If you want to know your exact place in our social structure, you can get a good represetation by trying seriously to buy a house AND car. I wanted to move to California to increase my odds of getting a degree, but Eleanor refuses to live anywhere if we can't afford a house. We can't afford a house in California unless we live on the rez, which Eleanor isn't willing to do. And to put a nail in that coffin, my sister is interested in moving to Utah. So now we are looking at buying a new house in Utah.
I mentioned earlier that we were approved for $50,000 more than when we bought our current house but, after house hunting, we discovered that that amount will only buy us a house worse than the one we are living in now (which will be nice when we sell our house - it's a seller's market here). We came up with the idea to buy a BIG house and share it with my sister, which would require us to get a co-signer (these aren't just ideas, we've sat down with people and done credit checks and crunched all the numbers). But even with our BIGGER approval amount and the task of finding a house with six bedrooms or more, the pickings are mighty slim. Everytime we look seriously at buying a house, the ones we can afford look like a shabby pile of crap. We don't mind buying and improving piles of crap, but it just knocks you down a peg to know that that is ALL you can afford.
We can afford a nice house out in Saratoga Springs, "city-big" housing development quite-a-ways south and on the west-side of Utah Lake (formerly known as "Provo's Toilet" (they've cleaned it up). The odds are good that we might end up there. It's scenic with the lake and mountains and there is enough open space we could probably get our kids some dirt-bikes or a mini-dunebuggy and let them tear up the sagebrush before they build more houses on it.
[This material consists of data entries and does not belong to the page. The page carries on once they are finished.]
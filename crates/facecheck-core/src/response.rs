//! JSON response envelope returned to callers.

use crate::outcome::{Failure, FailureKind, VerificationOutcome};
use crate::types::FacePresence;
use serde::{Deserialize, Serialize};

/// Message exposed to callers for backend failures; details stay in the log.
pub const INTERNAL_ERROR: &str = "internal error";

/// `{success, data, error, status_code}` as serialised on the wire.
#[derive(Debug, Clone, PartialEq, Serialize, Deserialize)]
pub struct Envelope {
    pub success: bool,
    pub data: Option<ResponseData>,
    pub error: Option<String>,
    pub status_code: u16,
}

#[derive(Debug, Clone, PartialEq, Serialize, Deserialize)]
#[serde(untagged)]
pub enum ResponseData {
    Match(MatchData),
    Presence(PresenceData),
    Enrollment(EnrollmentData),
}

#[derive(Debug, Clone, PartialEq, Serialize, Deserialize)]
pub struct MatchData {
    #[serde(rename = "match")]
    pub matched: bool,
    #[serde(default, skip_serializing_if = "Option::is_none")]
    pub distance: Option<f32>,
    #[serde(default, skip_serializing_if = "Option::is_none")]
    pub threshold: Option<f32>,
}

#[derive(Debug, Clone, PartialEq, Serialize, Deserialize)]
pub struct PresenceData {
    pub face_exists: bool,
}

#[derive(Debug, Clone, PartialEq, Serialize, Deserialize)]
pub struct EnrollmentData {
    pub subject: String,
    pub bytes: usize,
}

impl Envelope {
    fn ok(data: ResponseData) -> Self {
        Self {
            success: true,
            data: Some(data),
            error: None,
            status_code: 200,
        }
    }

    /// Error envelope without data.
    pub fn failure(failure: &Failure) -> Self {
        Self {
            success: false,
            data: None,
            error: Some(public_reason(failure)),
            status_code: failure.status_code(),
        }
    }

    /// Verification envelope. An error outcome still reports `match: false`.
    pub fn verification(outcome: &VerificationOutcome) -> Self {
        match outcome {
            VerificationOutcome::Match(v) | VerificationOutcome::NoMatch(v) => Self::ok(ResponseData::Match(MatchData {
                matched: outcome.is_match(),
                distance: Some(v.distance),
                threshold: Some(v.threshold),
            })),
            VerificationOutcome::Error(failure) => Self {
                data: Some(ResponseData::Match(MatchData {
                    matched: false,
                    distance: None,
                    threshold: None,
                })),
                ..Self::failure(failure)
            },
        }
    }

    pub fn presence(result: &Result<FacePresence, Failure>) -> Self {
        match result {
            Ok(presence) => Self::ok(ResponseData::Presence(PresenceData {
                face_exists: presence.face_exists,
            })),
            Err(failure) => Self::failure(failure),
        }
    }

    pub fn enrollment(subject: &str, result: &Result<usize, Failure>) -> Self {
        match result {
            Ok(bytes) => Self::ok(ResponseData::Enrollment(EnrollmentData {
                subject: subject.to_string(),
                bytes: *bytes,
            })),
            Err(failure) => Self::failure(failure),
        }
    }

    pub fn to_json(&self) -> String {
        serde_json::to_string(self).unwrap_or_else(|e| {
            tracing::error!(error = %e, "envelope serialization failed");
            format!(
                r#"{{"success":false,"data":null,"error":"{INTERNAL_ERROR}","status_code":500}}"#
            )
        })
    }
}

fn public_reason(failure: &Failure) -> String {
    match failure.kind {
        FailureKind::Backend => INTERNAL_ERROR.to_string(),
        _ => failure.reason.clone(),
    }
}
While we were house hunting we started having some problems with the frontend of our Jeep. It was late in the day so I took it to Midas. They said the major problem was the Universal Joints but that some bearings were also going out, requiring the replacement of an entire hub (the thing the tire bolts to). They gave us an estimate of $1000. I told them I wasn't willing to spend that much money fixing it and we started hitting the car dealerships. If we are going to live in Saratoga Springs a better commuter car would be needed anyway. We wanted to buy a used-car so the new loan would not have to great an impact on our house-buying-ability. After two days of searching, the best we could find was a 1998 Jetta with 80K miles for $5000. (My wife had a Jetta before and I got used to driving it. The suspension is tighter and the engine has more pep than the Civic we used to have.) But before we bought it I took our Jeep to some REAL mechanics who said that it was the U-joints. I asked, "Did you see any problem with the bearings?" They said, "No." I told them the other mechanics had said they were about to go out. They went to the garage and checked them again. They said the bearings looked fine. Damn Midas! So I paid the $300 for U-joints and the Jeep is going strong.
I'm just saying that, unless you're raking in the cash, it paints a clear and horrible picture of your place when you get serious about buying a car AND a house. "I can only afford this wobbly shack? I can only afford this car with the busted turn signal?" Try it if you dare.
This might be as good a place as any to mention that I interviewed for that "chip" job yesterday and they hired me on the spot. They were out of forklift jobs so my new duties will be putting bags of chips in little cardboard boxes: two bags of this, two bags of that, box is full, get a new box, two bags of this...etc. It's a George Jetson job but it pays $2 more per hour than the furniture job and there is probably little risk of throwing out my back moving Cheetos around. The boss was excited, he took me out and introduced me to his whole team and showed me exactly what I would be doing. I called my other job, called out sick for my daughter's birthday and gave them my two weeks notice.
And I will also throw in: Two nights ago, my main boss at the furniture store was arrested for Solicitation of a Minor on the internet. Not exactly the kind of "star" you want to hitch your wagon to.